-- Opening Marker --

//! Purpose: Schema-bound JSON extractor whose rejections use the validation envelope.
//! Exports: `ValidatedJson`.
//! Role: Replaces axum's terse plain-text JSON rejections with a 422 envelope.
//! Invariants: Content-type, body-read, syntax and shape failures all map to `IngressError::Validation`.
//! Invariants: Decoder failures carry `["body", line, column]` in `loc` when the decoder locates them.
//! Notes: Decodes with serde_json directly so the decoder's position survives.

use axum::async_trait;
use axum::extract::{FromRequest, Request};
use axum::http::{HeaderMap, header};
use bytes::Bytes;
use serde::de::DeserializeOwned;
use serde_json::{Value, json};

use super::envelope::{IngressError, ValidationIssue};
use crate::json::parse::{ParseFailureCategory, categorize_error, decoder_position};

/// Deserializes the request body into `T`, like `axum::Json`.
#[derive(Debug, Clone, Copy, Default)]
pub struct ValidatedJson<T>(pub T);

#[async_trait]
impl<T, S> FromRequest<S> for ValidatedJson<T>
where
    T: DeserializeOwned,
    S: Send + Sync,
{
    type Rejection = IngressError;

    async fn from_request(req: Request, state: &S) -> Result<Self, Self::Rejection> {
        if !has_json_content_type(req.headers()) {
            return Err(rejected(ValidationIssue {
                kind: "content_type".to_string(),
                loc: vec![json!("body")],
                msg: "Expected request with `Content-Type: application/json`".to_string(),
            }));
        }

        let bytes = Bytes::from_request(req, state).await.map_err(|rejection| {
            rejected(ValidationIssue {
                kind: "body_read".to_string(),
                loc: vec![json!("body")],
                msg: rejection.body_text(),
            })
        })?;

        serde_json::from_slice::<T>(&bytes)
            .map(Self)
            .map_err(|err| rejected(decode_issue(&err)))
    }
}

fn rejected(issue: ValidationIssue) -> IngressError {
    tracing::debug!(kind = %issue.kind, "request failed schema validation");
    IngressError::Validation(vec![issue])
}

fn decode_issue(err: &serde_json::Error) -> ValidationIssue {
    let kind = match categorize_error(err) {
        ParseFailureCategory::Data => "json_data",
        ParseFailureCategory::Syntax | ParseFailureCategory::Eof => "json_invalid",
        ParseFailureCategory::Io => "body_read",
    };
    let mut loc: Vec<Value> = vec![json!("body")];
    if let Some((line, column)) = decoder_position(err) {
        loc.push(json!(line));
        loc.push(json!(column));
    }
    ValidationIssue {
        kind: kind.to_string(),
        loc,
        msg: err.to_string(),
    }
}

fn has_json_content_type(headers: &HeaderMap) -> bool {
    let Some(value) = headers
        .get(header::CONTENT_TYPE)
        .and_then(|value| value.to_str().ok())
    else {
        return false;
    };
    let essence = value.split(';').next().unwrap_or_default().trim();
    let Some((kind, subtype)) = essence.split_once('/') else {
        return false;
    };
    kind.eq_ignore_ascii_case("application")
        && (subtype.eq_ignore_ascii_case("json")
            || subtype.to_ascii_lowercase().ends_with("+json"))
}
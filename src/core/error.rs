//! Purpose: Process-level error type for startup, configuration, and serving.
//! Exports: `Error`, `ErrorKind`, `to_exit_code`.
//! Role: Carries kind + message + hint + source from config/bind failures to `main`.
//! Invariants: Exit code mapping is stable per kind.
//! Notes: Per-request failures use `ingress::IngressError`, never this type.
use std::error::Error as StdError;
use std::fmt;

#[derive(Clone, Copy, Debug, Eq, PartialEq)]
pub enum ErrorKind {
    Internal,
    Usage,
    Io,
}

#[derive(Debug)]
pub struct Error {
    kind: ErrorKind,
    message: Option<String>,
    hint: Option<String>,
    source: Option<Box<dyn StdError + Send + Sync>>,
}

impl Error {
    pub fn new(kind: ErrorKind) -> Self {
        Self {
            kind,
            message: None,
            hint: None,
            source: None,
        }
    }

    pub fn kind(&self) -> ErrorKind {
        self.kind
    }

    pub fn message(&self) -> Option<&str> {
        self.message.as_deref()
    }

    pub fn hint(&self) -> Option<&str> {
        self.hint.as_deref()
    }

    pub fn with_message(mut self, message: impl Into<String>) -> Self {
        self.message = Some(message.into());
        self
    }

    pub fn with_hint(mut self, hint: impl Into<String>) -> Self {
        self.hint = Some(hint.into());
        self
    }

    pub fn with_source(mut self, source: impl StdError + Send + Sync + 'static) -> Self {
        self.source = Some(Box::new(source));
        self
    }
}

impl fmt::Display for Error {
    fn fmt(&self, f: &mut fmt::Formatter<'_>) -> fmt::Result {
        write!(f, "{:?}", self.kind)?;
        if let Some(message) = &self.message {
            write!(f, ": {message}")?;
        }
        Ok(())
    }
}

impl StdError for Error {
    fn source(&self) -> Option<&(dyn StdError + 'static)> {
        self.source
            .as_ref()
            .map(|source| source.as_ref() as &(dyn StdError + 'static))
    }
}

pub fn to_exit_code(kind: ErrorKind) -> i32 {
    match kind {
        ErrorKind::Internal => 1,
        ErrorKind::Usage => 2,
        ErrorKind::Io => 8,
    }
}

-- Closing Marker --

Exactly as they stand above, repeat all the records.

//! Purpose: Schema-bound JSON extractor whose rejections use the validation envelope.
//! Exports: `ValidatedJson`.
//! Role: Replaces axum's terse plain-text JSON rejections with a 422 envelope.
//! Invariants: Content-type, body-read, syntax and shape failures all map to `IngressError::Validation`.
//! Invariants: Decoder failures carry `["body", line, column]` in `loc` when the decoder locates them.
//! Notes: Decodes with serde_json directly so the decoder's position survives.

use axum::async_trait;
use axum::extract::{FromRequest, Request};
use axum::http::{HeaderMap, header};
use bytes::Bytes;
use serde::de::DeserializeOwned;
use serde_json::{Value, json};

use super::envelope::{IngressError, ValidationIssue};
use crate::json::parse::{ParseFailureCategory, categorize_error, decoder_position};

/// Deserializes the request body into `T`, like `axum::Json`.
#[derive(Debug, Clone, Copy, Default)]
pub struct ValidatedJson<T>(pub T);

#[async_trait]
impl<T, S> FromRequest<S> for ValidatedJson<T>
where
    T: DeserializeOwned,
    S: Send + Sync,
{
    type Rejection = IngressError;

    async fn from_request(req: Request, state: &S) -> Result<Self, Self::Rejection> {
        if !has_json_content_type(req.headers()) {
            return Err(rejected(ValidationIssue {
                kind: "content_type".to_string(),
                loc: vec![json!("body")],
                msg: "Expected request with `Content-Type: application/json`".to_string(),
            }));
        }

        let bytes = Bytes::from_request(req, state).await.map_err(|rejection| {
            rejected(ValidationIssue {
                kind: "body_read".to_string(),
                loc: vec![json!("body")],
                msg: rejection.body_text(),
            })
        })?;

        serde_json::from_slice::<T>(&bytes)
            .map(Self)
            .map_err(|err| rejected(decode_issue(&err)))
    }
}

fn rejected(issue: ValidationIssue) -> IngressError {
    tracing::debug!(kind = %issue.kind, "request failed schema validation");
    IngressError::Validation(vec![issue])
}

fn decode_issue(err: &serde_json::Error) -> ValidationIssue {
    let kind = match categorize_error(err) {
        ParseFailureCategory::Data => "json_data",
        ParseFailureCategory::Syntax | ParseFailureCategory::Eof => "json_invalid",
        ParseFailureCategory::Io => "body_read",
    };
    let mut loc: Vec<Value> = vec![json!("body")];
    if let Some((line, column)) = decoder_position(err) {
        loc.push(json!(line));
        loc.push(json!(column));
    }
    ValidationIssue {
        kind: kind.to_string(),
        loc,
        msg: err.to_string(),
    }
}

fn has_json_content_type(headers: &HeaderMap) -> bool {
    let Some(value) = headers
        .get(header::CONTENT_TYPE)
        .and_then(|value| value.to_str().ok())
    else {
        return false;
    };
    let essence = value.split(';').next().unwrap_or_default().trim();
    let Some((kind, subtype)) = essence.split_once('/') else {
        return false;
    };
    kind.eq_ignore_ascii_case("application")
        && (subtype.eq_ignore_ascii_case("json")
            || subtype.to_ascii_lowercase().ends_with("+json"))
}
filename src/core/error.rs
//! Purpose: Process-level error type for startup, configuration, and serving.
//! Exports: `Error`, `ErrorKind`, `to_exit_code`.
//! Role: Carries kind + message + hint + source from config/bind failures to `main`.
//! Invariants: Exit code mapping is stable per kind.
//! Notes: Per-request failures use `ingress::IngressError`, never this type.
use std::error::Error as StdError;
use std::fmt;

#[derive(Clone, Copy, Debug, Eq, PartialEq)]
pub enum ErrorKind {
    Internal,
    Usage,
    Io,
}

#[derive(Debug)]
pub struct Error {
    kind: ErrorKind,
    message: Option<String>,
    hint: Option<String>,
    source: Option<Box<dyn StdError + Send + Sync>>,
}

impl Error {
    pub fn new(kind: ErrorKind) -> Self {
        Self {
            kind,
            message: None,
            hint: None,
            source: None,
        }
    }

    pub fn kind(&self) -> ErrorKind {
        self.kind
    }

    pub fn message(&self) -> Option<&str> {
        self.message.as_deref()
    }

    pub fn hint(&self) -> Option<&str> {
        self.hint.as_deref()
    }

    pub fn with_message(mut self, message: impl Into<String>) -> Self {
        self.message = Some(message.into());
        self
    }

    pub fn with_hint(mut self, hint: impl Into<String>) -> Self {
        self.hint = Some(hint.into());
        self
    }

    pub fn with_source(mut self, source: impl StdError + Send + Sync + 'static) -> Self {
        self.source = Some(Box::new(source));
        self
    }
}

impl fmt::Display for Error {
    fn fmt(&self, f: &mut fmt::Formatter<'_>) -> fmt::Result {
        write!(f, "{:?}", self.kind)?;
        if let Some(message) = &self.message {
            write!(f, ": {message}")?;
        }
        Ok(())
    }
}

impl StdError for Error {
    fn source(&self) -> Option<&(dyn StdError + 'static)> {
        self.source
            .as_ref()
            .map(|source| source.as_ref() as &(dyn StdError + 'static))
    }
}

pub fn to_exit_code(kind: ErrorKind) -> i32 {
    match kind {
        ErrorKind::Internal => 1,
        ErrorKind::Usage => 2,
        ErrorKind::Io => 8,
    }
}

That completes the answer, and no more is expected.